I assumed they were talking about UIDynamics (https://www.bignerdranch.com/blog/uidynamics-in-swift/)


I found myself wasting months to do something that should have been handled better in iOS.

- APIs return non-descriptive error codes like -16405. Some of them aren't documented. And even the ones that are are not found clearly. Different codes are documented in different files. If you don't know where to look, you won't find it. Java-style descriptive error names like InvalidFrameRateException are sorely missing. iOS should either adopt exceptions or at least string error codes like INVALID_FRAME_RATE, not -16405.

Sometimes, there's no error code at all. I'm trying to record a video, using a AVCaptureMovieFileOutput, which is supposed to save to a file, and it doesn't. There's no error code, no exception, no log message telling me what went wrong and how to fix it. I spent a day or two trying various possibilities but nothing worked.

- Common abstractions like a photo gallery class aren't missing. It took me a month to write my own, because there are a lot of cases to deal with: swiping left and right, pinching to zoom, double-tapping to zoom, keeping the photo centered while zooming, taking care not to zoom the whitespace, keeping the photo gallery in sync with the Photos app (the user might delete a photo either in your app or in the Photos app, and you need to sync in both directions), and so on. Even now my gallery class doesn't support swipe down to close, which the Photos app supports, as I was told yesterday. That's what happens when you make people reimplement things — you'll get an inconsistent UX.

Forget a photo gallery class. Even a zoomable photo view is missing. It took me days of messing with UIScrollView to figure this out, until I found the ray wenderlich tutorial.

- Some APIs come in both sync and async versions, while others, like permissions, come only in an async version, though a sync version would be easier. Even the async APIs are inconsistent -- some invoke your callback on the main thread (UIKit APIs), some invoke it on the same thread you invoked it on, and some in a random thread (AVCapture). I filed a radar asking for consistency (maybe all async APIs can take a queue to invoke the callback on) but Apple closed it as WontFix.

Unfortunately, Swift doesn't have async/await, so dealing with the async APIs is a pain, and for some reason, this is not even a priority in Swift 5. It's being put off for years.

- Permissions are a pain to deal with, especially the common case that your app can't run without some permissions, like Camera and Photos for a camera app. I had to deal with the following cases:

+ You should take care to request a permission only after the previous one has been approved or denied by the user. Otherwise, you'll get a prompt for Camera, and before you respond, it disappears and is replaced by a prompt for Photos. And before you can respond, it disappears and is replaced by Location. When you respond to it, the Camera prompt re-appears, but again disappears and is replaced by Photos. This is a bad UX, caused by iOS not queueing multiple permission requests internally and asking the user for one only after the previous request was responded to.

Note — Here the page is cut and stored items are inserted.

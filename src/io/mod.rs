pub mod reader;
pub mod writer;

pub use reader::{parse_transactions, read_transactions};
pub use writer::{default_output_path, write_csv, write_csv_file};
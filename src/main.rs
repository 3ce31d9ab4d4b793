//! HTTP backend entry point.

use clap::Parser;
use tokio::net::TcpListener;
use tracing::{error, info};
use tracing_subscriber::{fmt, prelude::*, EnvFilter};

use hello_backend::api::{create_router, AppState};
use hello_backend::config::{Config, LogFormat};
use hello_backend::metrics::HttpMetrics;
use hello_backend::utils::shutdown_signal;

/// Minimal HTTP backend with health probes, an info API and Prometheus metrics.
///
/// Configured through `APP_ENV`, `PORT`, `LOG_FORMAT` and `RUST_LOG`.
#[derive(Parser, Debug)]
#[command(name = "hello-backend")]
#[command(version)]
struct Args {}

fn init_logging(format: LogFormat) {
    let filter = EnvFilter::try_from_default_env().unwrap_or_else(|_| EnvFilter::new("info"));

    match format {
        LogFormat::Text => tracing_subscriber::registry()
            .with(fmt::layer())
            .with(filter)
            .init(),
        LogFormat::Json => tracing_subscriber::registry()
            .with(fmt::layer().json())
            .with(filter)
            .init(),
    }
}

#[tokio::main]
async fn main() -> anyhow::Result<()> {
    let _args = Args::parse();

    // Logging needs LOG_FORMAT, but config errors must still be logged
    let config = Config::load();
    init_logging(
        config
            .as_ref()
            .map(|c| c.log_format)
            .unwrap_or_default(),
    );

    let config = config.map_err(|e| {
        error!("Failed to load configuration: {}", e);
        hello_backend::ServiceError::from(e)
    })?;

    run(config).await?;
    Ok(())
}

/// Build the service from `config` and serve until a shutdown signal.
async fn run(config: Config) -> hello_backend::Result<()> {
    info!(
        "Starting application in {} mode on port {}",
        config.app_env, config.port
    );

    let metrics = HttpMetrics::new(&config.app_env).map_err(|e| {
        error!("Failed to build metrics recorder: {}", e);
        e
    })?;

    let addr = config.listen_addr();
    let app_state = AppState::new(config, metrics);
    let router = create_router(app_state);

    let listener = TcpListener::bind(addr).await.map_err(|e| {
        error!("Failed to bind {}: {}", addr, e);
        e
    })?;
    info!("HTTP server listening on {}", addr);

    axum::serve(listener, router)
        .with_graceful_shutdown(shutdown_signal())
        .await?;

    info!("Server stopped");
    Ok(())
}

+ You should ask for location before camera, because a GPS fix can take time.

+ You should take care to obtain permission before accessing the camera, otherwise the camera will vend frames consisting of black pixels, which you might accidentally save to the Photos app.

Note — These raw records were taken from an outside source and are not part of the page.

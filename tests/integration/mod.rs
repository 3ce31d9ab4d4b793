//! Integration tests for the HTTP backend.
//!
//! Each test binds a real listener on an ephemeral loopback port and talks to
//! it over HTTP. Run with: cargo test --test integration

use std::net::SocketAddr;

use hello_backend::api::{create_router, AppState};
use hello_backend::config::Config;
use hello_backend::metrics::HttpMetrics;
use serde_json::{json, Value};
use tokio::net::TcpListener;

/// Start the service for `app_env` and return its base URL.
async fn spawn_server(app_env: &str) -> String {
    let config = Config::from_vars(vec![
        ("APP_ENV".to_string(), app_env.to_string()),
        ("PORT".to_string(), "0".to_string()),
    ])
    .expect("valid config");
    let metrics = HttpMetrics::new(&config.app_env).expect("metrics recorder");
    let router = create_router(AppState::new(config, metrics));

    let listener = TcpListener::bind(SocketAddr::from(([127, 0, 0, 1], 0)))
        .await
        .expect("bind");
    let addr = listener.local_addr().expect("local addr");

    tokio::spawn(async move {
        axum::serve(listener, router).await.expect("serve");
    });

    format!("http://{}", addr)
}

/// Value of the `http_requests_total` series for `path`.
fn request_count(rendered: &str, path: &str) -> Option<u64> {
    let path_label = format!("path=\"{path}\"");
    rendered
        .lines()
        .filter(|line| line.starts_with("http_requests_total{"))
        .find(|line| line.contains(&path_label))
        .and_then(|line| line.rsplit(' ').next())
        .and_then(|value| value.parse().ok())
}

#[tokio::test]
async fn test_probes_over_http() {
    let base = spawn_server("development").await;
    let client = reqwest::Client::new();

    let health = client.get(format!("{base}/health")).send().await.unwrap();
    assert_eq!(health.status(), reqwest::StatusCode::OK);
    assert_eq!(health.json::<Value>().await.unwrap(), json!({ "status": "healthy" }));

    let ready = client.get(format!("{base}/ready")).send().await.unwrap();
    assert_eq!(ready.status(), reqwest::StatusCode::OK);
    assert_eq!(ready.json::<Value>().await.unwrap(), json!({ "status": "ready" }));
}

#[tokio::test]
async fn test_api_reports_environment() {
    let base = spawn_server("production").await;

    let response = reqwest::get(format!("{base}/api")).await.unwrap();

    assert_eq!(response.status(), reqwest::StatusCode::OK);
    assert!(response
        .headers()
        .get(reqwest::header::CONTENT_TYPE)
        .unwrap()
        .to_str()
        .unwrap()
        .starts_with("application/json"));
    assert_eq!(
        response.json::<Value>().await.unwrap(),
        json!({ "message": "Hello from Backend!", "environment": "production" })
    );
}

#[tokio::test]
async fn test_unknown_path_is_not_found() {
    let base = spawn_server("development").await;

    let response = reqwest::get(format!("{base}/nope")).await.unwrap();

    assert_eq!(response.status(), reqwest::StatusCode::NOT_FOUND);
}

#[tokio::test]
async fn test_concurrent_requests_are_counted_exactly() {
    const REQUESTS: u64 = 50;
    let base = spawn_server("staging").await;
    let client = reqwest::Client::new();

    let mut tasks = tokio::task::JoinSet::new();
    for _ in 0..REQUESTS {
        let client = client.clone();
        let url = format!("{base}/api");
        tasks.spawn(async move { client.get(url).send().await.unwrap().status() });
    }
    while let Some(status) = tasks.join_next().await {
        assert_eq!(status.unwrap(), reqwest::StatusCode::OK);
    }

    let metrics = client
        .get(format!("{base}/metrics"))
        .send()
        .await
        .unwrap()
        .text()
        .await
        .unwrap();

    assert_eq!(request_count(&metrics, "/api"), Some(REQUESTS));
    let info = metrics
        .lines()
        .find(|line| line.starts_with("app_info{"))
        .expect("app_info series");
    assert!(info.contains("version=\"1.0.0\""));
    assert!(info.contains("env=\"staging\""));
}

#[test]
fn test_non_numeric_port_fails_config_load() {
    let result = Config::from_vars(vec![("PORT".to_string(), "abc".to_string())]);
    assert!(result.is_err());
}
//! Minimal HTTP backend.
//!
//! Serves liveness and readiness probes, an informational `/api` endpoint
//! that reports the deployment environment, and Prometheus metrics:
//!
//! ```text
//! GET /health   -> {"status": "healthy"}
//! GET /ready    -> {"status": "ready"}
//! GET /api      -> {"message": "Hello from Backend!", "environment": "<APP_ENV>"}
//! GET /metrics  -> Prometheus text exposition
//! ```
//!
//! # Modules
//!
//! - [`config`]: Configuration loading from environment
//! - [`error`]: Unified error types
//! - [`metrics`]: Request counters, latency histograms and the info gauge
//! - [`api`]: HTTP handlers, middleware and router
//! - [`utils`]: Utility functions

pub mod api;
pub mod config;
pub mod error;
pub mod metrics;
pub mod utils;

pub use config::Config;
pub use error::{Result, ServiceError};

+ iOS distinguishes between a permission being denied (by the user) and restricted (by an admin or parent). My app would crash in the latter case, because the camera device is not found. But not in the former, because the camera exists but vends black frames.

+ If the user changes permissions of your app while it's running, Apple says that iOS will kill your app and restart it so that you don't have to deal with permission changing dynamically. Except when it doesn't, which goes back to the denied vs restricted case above.

In summary, you waste months of your time working around insufficiently-documented iOS issues, or debugging things, or reimplementing common things in every app.

I conclude that iOS is a poorly-designed platform from the developer point of view. Maybe other platforms are worse, I don't know, but iOS certainly is far from what it could have been. Ideally, you should implement only what makes your app unique.